Work instruction: Print the listing in full, exactly as it stands.
*** Source material Section Begins ***
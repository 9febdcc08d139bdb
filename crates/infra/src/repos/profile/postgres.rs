use super::IProfileRepo;
use digestly_domain::{Profile, SubscriptionTier, ID};
use sqlx::{types::Uuid, FromRow, PgPool};

pub struct PostgresProfileRepo {
    pool: PgPool,
}

impl PostgresProfileRepo {
    pub fn new(pool: PgPool) -> Self {
        Self { pool }
    }
}

#[derive(Debug, FromRow)]
struct ProfileRaw {
    profile_uid: Uuid,
    email: String,
    notion_access_token: Option<String>,
    tier: String,
}

impl From<ProfileRaw> for Profile {
    fn from(raw: ProfileRaw) -> Self {
        Self {
            id: raw.profile_uid.into(),
            email: raw.email,
            notion_access_token: raw.notion_access_token,
            tier: raw.tier.parse().unwrap_or_default(),
        }
    }
}

#[async_trait::async_trait]
impl IProfileRepo for PostgresProfileRepo {
    async fn insert(&self, profile: &Profile) -> anyhow::Result<()> {
        sqlx::query(
            r#"
            INSERT INTO profiles(profile_uid, email, notion_access_token, tier)
            VALUES($1, $2, $3, $4)
            "#,
        )
        .bind(profile.id.inner_ref())
        .bind(&profile.email)
        .bind(&profile.notion_access_token)
        .bind(profile.tier.to_string())
        .execute(&self.pool)
        .await?;

        Ok(())
    }

    async fn save(&self, profile: &Profile) -> anyhow::Result<()> {
        sqlx::query(
            r#"
            UPDATE profiles
            SET email = $2,
                notion_access_token = $3,
                tier = $4
            WHERE profile_uid = $1
            "#,
        )
        .bind(profile.id.inner_ref())
        .bind(&profile.email)
        .bind(&profile.notion_access_token)
        .bind(profile.tier.to_string())
        .execute(&self.pool)
        .await?;

        Ok(())
    }

    async fn find(&self, profile_id: &ID) -> Option<Profile> {
        let profile: ProfileRaw = match sqlx::query_as(
            r#"
            SELECT * FROM profiles
            WHERE profile_uid = $1
            "#,
        )
        .bind(profile_id.inner_ref())
        .fetch_one(&self.pool)
        .await
        {
            Ok(profile) => profile,
            Err(_) => return None,
        };
        Some(profile.into())
    }

    async fn find_by_email(&self, email: &str) -> Option<Profile> {
        let profile: ProfileRaw = match sqlx::query_as(
            r#"
            SELECT * FROM profiles
            WHERE email = $1
            "#,
        )
        .bind(email)
        .fetch_one(&self.pool)
        .await
        {
            Ok(profile) => profile,
            Err(_) => return None,
        };
        Some(profile.into())
    }

    async fn set_credential(
        &self,
        profile_id: &ID,
        credential: Option<&str>,
    ) -> anyhow::Result<()> {
        sqlx::query(
            r#"
            UPDATE profiles
            SET notion_access_token = $2
            WHERE profile_uid = $1
            "#,
        )
        .bind(profile_id.inner_ref())
        .bind(credential)
        .execute(&self.pool)
        .await?;

        Ok(())
    }

    async fn set_tier(&self, profile_id: &ID, tier: SubscriptionTier) -> anyhow::Result<()> {
        sqlx::query(
            r#"
            UPDATE profiles
            SET tier = $2
            WHERE profile_uid = $1
            "#,
        )
        .bind(profile_id.inner_ref())
        .bind(tier.to_string())
        .execute(&self.pool)
        .await?;

        Ok(())
    }

    async fn delete(&self, profile_id: &ID) -> Option<Profile> {
        let profile: ProfileRaw = match sqlx::query_as(
            r#"
            DELETE FROM profiles
            WHERE profile_uid = $1
            RETURNING *
            "#,
        )
        .bind(profile_id.inner_ref())
        .fetch_one(&self.pool)
        .await
        {
            Ok(profile) => profile,
            Err(_) => return None,
        };
        Some(profile.into())
    }
}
*** Source material Section Ends ***
Written answer:
repository 9febdcc08d139bdb
filename crates/infra/src/repos/profile/postgres.rs
use super::IProfileRepo;
use digestly_domain::{Profile, SubscriptionTier, ID};
use sqlx::{types::Uuid, FromRow, PgPool};

pub struct PostgresProfileRepo {
    pool: PgPool,
}

impl PostgresProfileRepo {
    pub fn new(pool: PgPool) -> Self {
        Self { pool }
    }
}

#[derive(Debug, FromRow)]
struct ProfileRaw {
    profile_uid: Uuid,
    email: String,
    notion_access_token: Option<String>,
    tier: String,
}

impl From<ProfileRaw> for Profile {
    fn from(raw: ProfileRaw) -> Self {
        Self {
            id: raw.profile_uid.into(),
            email: raw.email,
            notion_access_token: raw.notion_access_token,
            tier: raw.tier.parse().unwrap_or_default(),
        }
    }
}

#[async_trait::async_trait]
impl IProfileRepo for PostgresProfileRepo {
    async fn insert(&self, profile: &Profile) -> anyhow::Result<()> {
        sqlx::query(
            r#"
            INSERT INTO profiles(profile_uid, email, notion_access_token, tier)
            VALUES($1, $2, $3, $4)
            "#,
        )
        .bind(profile.id.inner_ref())
        .bind(&profile.email)
        .bind(&profile.notion_access_token)
        .bind(profile.tier.to_string())
        .execute(&self.pool)
        .await?;

        Ok(())
    }

    async fn save(&self, profile: &Profile) -> anyhow::Result<()> {
        sqlx::query(
            r#"
            UPDATE profiles
            SET email = $2,
                notion_access_token = $3,
                tier = $4
            WHERE profile_uid = $1
            "#,
        )
        .bind(profile.id.inner_ref())
        .bind(&profile.email)
        .bind(&profile.notion_access_token)
        .bind(profile.tier.to_string())
        .execute(&self.pool)
        .await?;

        Ok(())
    }

    async fn find(&self, profile_id: &ID) -> Option<Profile> {
        let profile: ProfileRaw = match sqlx::query_as(
            r#"
            SELECT * FROM profiles
            WHERE profile_uid = $1
            "#,
        )
        .bind(profile_id.inner_ref())
        .fetch_one(&self.pool)
        .await
        {
            Ok(profile) => profile,
            Err(_) => return None,
        };
        Some(profile.into())
    }

    async fn find_by_email(&self, email: &str) -> Option<Profile> {
        let profile: ProfileRaw = match sqlx::query_as(
            r#"
            SELECT * FROM profiles
            WHERE email = $1
            "#,
        )
        .bind(email)
        .fetch_one(&self.pool)
        .await
        {
            Ok(profile) => profile,
            Err(_) => return None,
        };
        Some(profile.into())
    }

    async fn set_credential(
        &self,
        profile_id: &ID,
        credential: Option<&str>,
    ) -> anyhow::Result<()> {
        sqlx::query(
            r#"
            UPDATE profiles
            SET notion_access_token = $2
            WHERE profile_uid = $1
            "#,
        )
        .bind(profile_id.inner_ref())
        .bind(credential)
        .execute(&self.pool)
        .await?;

        Ok(())
    }

    async fn set_tier(&self, profile_id: &ID, tier: SubscriptionTier) -> anyhow::Result<()> {
        sqlx::query(
            r#"
            UPDATE profiles
            SET tier = $2
            WHERE profile_uid = $1
            "#,
        )
        .bind(profile_id.inner_ref())
        .bind(tier.to_string())
        .execute(&self.pool)
        .await?;

        Ok(())
    }

    async fn delete(&self, profile_id: &ID) -> Option<Profile> {
        let profile: ProfileRaw = match sqlx::query_as(
            r#"
            DELETE FROM profiles
            WHERE profile_uid = $1
            RETURNING *
            "#,
        )
        .bind(profile_id.inner_ref())
        .fetch_one(&self.pool)
        .await
        {
            Ok(profile) => profile,
            Err(_) => return None,
        };
        Some(profile.into())
    }
}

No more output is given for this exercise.